Exercise goal: Looking at the data below, state how many lines contain "scaled". No other words are wanted.
----
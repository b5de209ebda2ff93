//! Frontier ranking with min-max normalized weighted scores.
//!
//! # Scoring
//!
//! 1. Per criterion, min-max normalize the known values of the **whole**
//!    candidate set to `[0, 1]`, inverted for `minimize` so 1.0 is always
//!    best. Equal known values all normalize to 1.0; unknown is 0.0.
//! 2. `weighted_score = Σ weight × normalized`.
//!
//! # Ordering
//!
//! Items with no known value at all go last. Then score (desc), then each
//! positive-weight criterion in request order (best value first, unknown
//! last), then item key (asc). The result is the same for any input order.

use std::cmp::Ordering;
use std::collections::BTreeMap;

use crate::dominance::compare_values;
use crate::models::{CandidateItem, Criterion, Direction, ScoredItem};

/// Per-criterion `(min, max)` of the known values; `None` when nothing is known.
pub fn value_bounds(items: &[CandidateItem], criteria: &[Criterion]) -> Vec<Option<(f64, f64)>> {
    (0..criteria.len())
        .map(|i| {
            items
                .iter()
                .filter_map(|it| it.values[i])
                .fold(None, |acc, v| match acc {
                    None => Some((v, v)),
                    Some((lo, hi)) => Some((f64::min(lo, v), f64::max(hi, v))),
                })
        })
        .collect()
}

/// Direction-applied min-max normalization of a single value.
pub fn normalize_value(value: Option<f64>, bounds: Option<(f64, f64)>, criterion: &Criterion) -> f64 {
    let (v, (lo, hi)) = match (value, bounds) {
        (Some(v), Some(b)) => (v, b),
        _ => return 0.0,
    };
    if (hi - lo).abs() < f64::EPSILON {
        return 1.0;
    }
    let scaled = position_in(v, lo, hi);
    match criterion.direction {
        Direction::Maximize => scaled,
        Direction::Minimize => 1.0 - scaled,
    }
}

/// `(v - lo) / (hi - lo)` clamped to `[0, 1]`. Bounds far enough apart to
/// overflow the span are scaled down by half first.
fn position_in(v: f64, lo: f64, hi: f64) -> f64 {
    let span = hi - lo;
    let scaled = if span.is_finite() {
        (v - lo) / span
    } else {
        (v / 2.0 - lo / 2.0) / (hi / 2.0 - lo / 2.0)
    };
    if scaled.is_nan() {
        return 0.0;
    }
    scaled.clamp(0.0, 1.0)
}

/// Builds one [`ScoredItem`] per candidate, in input order.
///
/// Frontier membership, dominators, and rank are left for the caller.
pub fn score_items(items: &[CandidateItem], criteria: &[Criterion]) -> Vec<ScoredItem> {
    let bounds = value_bounds(items, criteria);

    items
        .iter()
        .map(|it| {
            let mut values = BTreeMap::new();
            let mut normalized = BTreeMap::new();
            let mut score = 0.0;

            for (i, c) in criteria.iter().enumerate() {
                let norm = normalize_value(it.values[i], bounds[i], c);
                score += c.weight * norm;
                values.insert(c.attribute.clone(), it.values[i]);
                normalized.insert(c.attribute.clone(), norm);
            }

            ScoredItem {
                item: it.info.clone(),
                values,
                normalized,
                weighted_score: score,
                pareto_optimal: false,
                rank: None,
                dominated_by: Vec::new(),
            }
        })
        .collect()
}

/// Orders scored items deterministically. `criteria` must be in the
/// request's original order.
pub fn rank(mut items: Vec<ScoredItem>, criteria: &[Criterion]) -> Vec<ScoredItem> {
    items.sort_by(|a, b| compare_ranked(a, b, criteria));
    items
}

fn compare_ranked(a: &ScoredItem, b: &ScoredItem, criteria: &[Criterion]) -> Ordering {
    has_any_value(b)
        .cmp(&has_any_value(a))
        .then_with(|| b.weighted_score.total_cmp(&a.weighted_score))
        .then_with(|| {
            criteria
                .iter()
                .filter(|c| c.is_active())
                .map(|c| {
                    let va = a.values.get(&c.attribute).copied().flatten();
                    let vb = b.values.get(&c.attribute).copied().flatten();
                    compare_values(vb, va, c.direction)
                })
                .find(|o| *o != Ordering::Equal)
                .unwrap_or(Ordering::Equal)
        })
        .then_with(|| a.item.key.cmp(&b.item.key))
}

fn has_any_value(item: &ScoredItem) -> bool {
    item.values.values().any(Option::is_some)
}
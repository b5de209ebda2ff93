//! SQLite pool setup for the catalog.
//!
//! Every connection runs in WAL mode with foreign keys enforced, so that
//! deleting a product cascades to its variants and offers while the server
//! keeps reading.

use anyhow::{Context, Result};
use sqlx::sqlite::{
    SqliteConnectOptions, SqliteJournalMode, SqlitePool, SqlitePoolOptions, SqliteSynchronous,
};

use crate::config::DbConfig;

/// Connection options for the catalog database at `db.path`.
pub fn connect_options(db: &DbConfig) -> SqliteConnectOptions {
    SqliteConnectOptions::new()
        .filename(&db.path)
        .create_if_missing(true)
        .foreign_keys(true)
        .journal_mode(SqliteJournalMode::Wal)
        .synchronous(SqliteSynchronous::Normal)
        .busy_timeout(db.busy_timeout())
}

/// Opens the pool, creating the database file and its directory if needed.
pub async fn connect(db: &DbConfig) -> Result<SqlitePool> {
    if let Some(parent) = db.path.parent().filter(|p| !p.as_os_str().is_empty()) {
        std::fs::create_dir_all(parent)
            .with_context(|| format!("Failed to create database directory: {}", parent.display()))?;
    }

    let pool = SqlitePoolOptions::new()
        .max_connections(db.max_connections)
        .connect_with(connect_options(db))
        .await
        .with_context(|| format!("Failed to open database: {}", db.path.display()))?;

    tracing::debug!(path = %db.path.display(), "catalog database opened");
    Ok(pool)
}
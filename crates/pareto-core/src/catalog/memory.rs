//! In-memory [`Catalog`] implementation for testing and embedding.
//!
//! Records live in a `Vec` behind `std::sync::RwLock`. Inserting a record
//! with an existing product/variant key replaces it.

use std::sync::RwLock;

use anyhow::{anyhow, Result};
use async_trait::async_trait;

use crate::models::{CandidateRecord, Filters};

use super::Catalog;

pub struct InMemoryCatalog {
    records: RwLock<Vec<CandidateRecord>>,
}

impl InMemoryCatalog {
    pub fn new() -> Self {
        Self {
            records: RwLock::new(Vec::new()),
        }
    }

    pub fn with_records(records: Vec<CandidateRecord>) -> Self {
        let catalog = Self::new();
        for record in records {
            catalog.upsert(record);
        }
        catalog
    }

    pub fn upsert(&self, record: CandidateRecord) {
        let mut records = self.records.write().unwrap_or_else(|e| e.into_inner());
        let key = record_key(&record);
        records.retain(|r| record_key(r) != key);
        records.push(record);
    }

    pub fn len(&self) -> usize {
        self.records.read().map(|r| r.len()).unwrap_or(0)
    }

    pub fn is_empty(&self) -> bool {
        self.len() == 0
    }
}

impl Default for InMemoryCatalog {
    fn default() -> Self {
        Self::new()
    }
}

fn record_key(record: &CandidateRecord) -> (String, Option<String>) {
    (
        record.product.id.clone(),
        record.variant.as_ref().map(|v| v.id.clone()),
    )
}

#[async_trait]
impl Catalog for InMemoryCatalog {
    async fn fetch_candidates(
        &self,
        category_id: &str,
        _filters: &Filters,
    ) -> Result<Vec<CandidateRecord>> {
        let records = self
            .records
            .read()
            .map_err(|_| anyhow!("catalog lock poisoned"))?;
        Ok(records
            .iter()
            .filter(|r| r.product.category_id == category_id)
            .cloned()
            .collect())
    }
}

#[cfg(test)]
mod tests {
    use super::*;
    use crate::models::{Attributes, Product, Variant};

    fn record(id: &str, category: &str, variant: Option<&str>) -> CandidateRecord {
        CandidateRecord {
            product: Product {
                id: id.to_string(),
                name: id.to_string(),
                category_id: category.to_string(),
                brand: None,
                attributes: Attributes::new(),
            },
            variant: variant.map(|v| Variant {
                id: v.to_string(),
                attributes: Attributes::new(),
            }),
            offers: Vec::new(),
        }
    }

    #[tokio::test]
    async fn test_fetch_by_category() {
        let catalog = InMemoryCatalog::with_records(vec![
            record("p1", "phones", None),
            record("p2", "laptops", None),
            record("p3", "phones", None),
        ]);
        let out = catalog
            .fetch_candidates("phones", &Filters::default())
            .await
            .unwrap();
        let ids: Vec<&str> = out.iter().map(|r| r.product.id.as_str()).collect();
        assert_eq!(ids, vec!["p1", "p3"]);
    }

    #[tokio::test]
    async fn test_upsert_replaces_same_key() {
        let catalog = InMemoryCatalog::new();
        catalog.upsert(record("p1", "phones", Some("128")));
        catalog.upsert(record("p1", "phones", Some("256")));
        catalog.upsert(record("p1", "phones", Some("128")));
        assert_eq!(catalog.len(), 2);
    }
}
//! HTTP API for the comparison engine.
//!
//! # Endpoints
//!
//! | Method | Path | Description |
//! |--------|------|-------------|
//! | `POST` | `/compare` | Run (or serve from cache) one comparison |
//! | `DELETE` | `/cache/categories/{category_id}` | Invalidate a category's cached comparisons |
//! | `GET`  | `/health` | Health check (returns version) |
//!
//! # Error Contract
//!
//! All error responses share one envelope:
//!
//! ```json
//! { "error": { "code": "bad_request", "message": "at least one criterion is required" } }
//! ```
//!
//! Error codes: `bad_request` (400), `timeout` (408), `internal` (500),
//! `catalog_unavailable` (503).
//!
//! # Cancellation
//!
//! Each comparison gets a `CancellationToken`. It is cancelled when the
//! request exceeds `[server].request_timeout_ms` or when the handler future
//! is dropped because the client went away.

use axum::{
    extract::{rejection::JsonRejection, Path, State},
    http::StatusCode,
    response::{IntoResponse, Response},
    routing::{delete, get, post},
    Json, Router,
};
use serde::Serialize;
use std::future::Future;
use std::sync::Arc;
use std::time::Duration;
use tokio::net::TcpListener;
use tokio_util::sync::CancellationToken;
use tower_http::cors::{Any, CorsLayer};

use pareto_core::error::CompareError;
use pareto_core::models::ComparisonRequest;

use crate::compare::{validate_category_id, Comparator, ComparisonResponse};
use crate::config::Config;
use crate::sqlite_catalog;

/// Shared application state passed to all route handlers via Axum's `State` extractor.
#[derive(Clone)]
struct AppState {
    comparator: Arc<Comparator>,
    request_timeout: Duration,
}

/// Builds the router. Exposed separately from [`serve`] so tests can mount
/// it over an in-memory catalog.
pub fn router(comparator: Arc<Comparator>, request_timeout: Duration) -> Router {
    let cors = CorsLayer::new()
        .allow_origin(Any)
        .allow_methods(Any)
        .allow_headers(Any);

    let state = AppState {
        comparator,
        request_timeout,
    };

    Router::new()
        .route("/compare", post(handle_compare))
        .route("/cache/categories/{category_id}", delete(handle_invalidate))
        .route("/health", get(handle_health))
        .layer(cors)
        .with_state(state)
}

/// Serves on `listener` until `shutdown` resolves.
pub async fn serve(
    listener: TcpListener,
    comparator: Arc<Comparator>,
    request_timeout: Duration,
    shutdown: impl Future<Output = ()> + Send + 'static,
) -> anyhow::Result<()> {
    let app = router(comparator, request_timeout);
    axum::serve(listener, app)
        .with_graceful_shutdown(shutdown)
        .await?;
    Ok(())
}

/// Starts the server against the SQLite catalog, as used by `pareto serve`.
///
/// Binds to `[server].bind`, shuts down on Ctrl-C, and flushes the
/// comparison cache on the way out.
pub async fn run_server(config: &Config) -> anyhow::Result<()> {
    let catalog = sqlite_catalog::open(config).await?;
    let comparator = Arc::new(Comparator::from_config(config, Arc::new(catalog)));

    let listener = TcpListener::bind(&config.server.bind).await?;
    println!("Comparison server listening on http://{}", config.server.bind);
    tracing::info!(bind = %config.server.bind, "server started");

    serve(
        listener,
        comparator.clone(),
        config.server.request_timeout(),
        shutdown_signal(),
    )
    .await?;

    match comparator.cache().flush().await {
        Ok(()) => tracing::info!("comparison cache flushed"),
        Err(e) => tracing::warn!(error = %e, "failed to flush comparison cache"),
    }
    Ok(())
}

async fn shutdown_signal() {
    if let Err(e) = tokio::signal::ctrl_c().await {
        tracing::warn!(error = %e, "cannot listen for Ctrl-C; running until killed");
        std::future::pending::<()>().await;
    }
    tracing::info!("shutdown requested");
}

// ============ Error response ============

#[derive(Serialize)]
struct ErrorBody {
    error: ErrorDetail,
}

#[derive(Serialize)]
struct ErrorDetail {
    code: String,
    message: String,
}

/// Internal error type that converts into an Axum HTTP response.
#[derive(Debug)]
struct AppError {
    status: StatusCode,
    code: String,
    message: String,
}

impl IntoResponse for AppError {
    fn into_response(self) -> Response {
        let body = ErrorBody {
            error: ErrorDetail {
                code: self.code,
                message: self.message,
            },
        };
        (self.status, Json(body)).into_response()
    }
}

fn bad_request(message: impl Into<String>) -> AppError {
    AppError {
        status: StatusCode::BAD_REQUEST,
        code: "bad_request".to_string(),
        message: message.into(),
    }
}

fn timeout_error(message: impl Into<String>) -> AppError {
    AppError {
        status: StatusCode::REQUEST_TIMEOUT,
        code: "timeout".to_string(),
        message: message.into(),
    }
}

fn internal_error(message: impl Into<String>) -> AppError {
    AppError {
        status: StatusCode::INTERNAL_SERVER_ERROR,
        code: "internal".to_string(),
        message: message.into(),
    }
}

impl From<CompareError> for AppError {
    fn from(err: CompareError) -> Self {
        let message = err.to_string();
        match err {
            CompareError::InvalidRequest(_) => bad_request(message),
            CompareError::CatalogUnavailable(_) => AppError {
                status: StatusCode::SERVICE_UNAVAILABLE,
                code: err.code().to_string(),
                message,
            },
            CompareError::ComputationCancelled(_) => timeout_error(message),
            CompareError::CacheUnavailable(_) | CompareError::Internal(_) => {
                internal_error(message)
            }
        }
    }
}

// ============ GET /health ============

#[derive(Serialize)]
struct HealthResponse {
    status: String,
    version: String,
}

async fn handle_health() -> Json<HealthResponse> {
    Json(HealthResponse {
        status: "ok".to_string(),
        version: env!("CARGO_PKG_VERSION").to_string(),
    })
}

// ============ POST /compare ============

async fn handle_compare(
    State(state): State<AppState>,
    payload: Result<Json<ComparisonRequest>, JsonRejection>,
) -> Result<Json<ComparisonResponse>, AppError> {
    let Json(request) = payload.map_err(|rejection| bad_request(rejection.body_text()))?;

    let cancel = CancellationToken::new();
    // Cancels the token if this handler is dropped (client disconnect).
    let _disconnect = cancel.clone().drop_guard();

    let comparison = state.comparator.compare(&request, &cancel);
    match tokio::time::timeout(state.request_timeout, comparison).await {
        Ok(result) => Ok(Json(result?)),
        Err(_) => {
            cancel.cancel();
            Err(timeout_error(format!(
                "comparison exceeded {} ms",
                state.request_timeout.as_millis()
            )))
        }
    }
}

// ============ DELETE /cache/categories/{category_id} ============

#[derive(Serialize)]
struct InvalidateResponse {
    invalidated: u64,
}

async fn handle_invalidate(
    State(state): State<AppState>,
    Path(category_id): Path<String>,
) -> Result<Json<InvalidateResponse>, AppError> {
    validate_category_id(&category_id)?;

    let invalidated = state
        .comparator
        .cache()
        .invalidate_category(&category_id)
        .await
        .map_err(|e| {
            tracing::warn!(category = %category_id, error = %e, "cache invalidation failed");
            internal_error(format!("cache invalidation failed: {}", e))
        })?;

    Ok(Json(InvalidateResponse { invalidated }))
}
----
Completed exercise: 7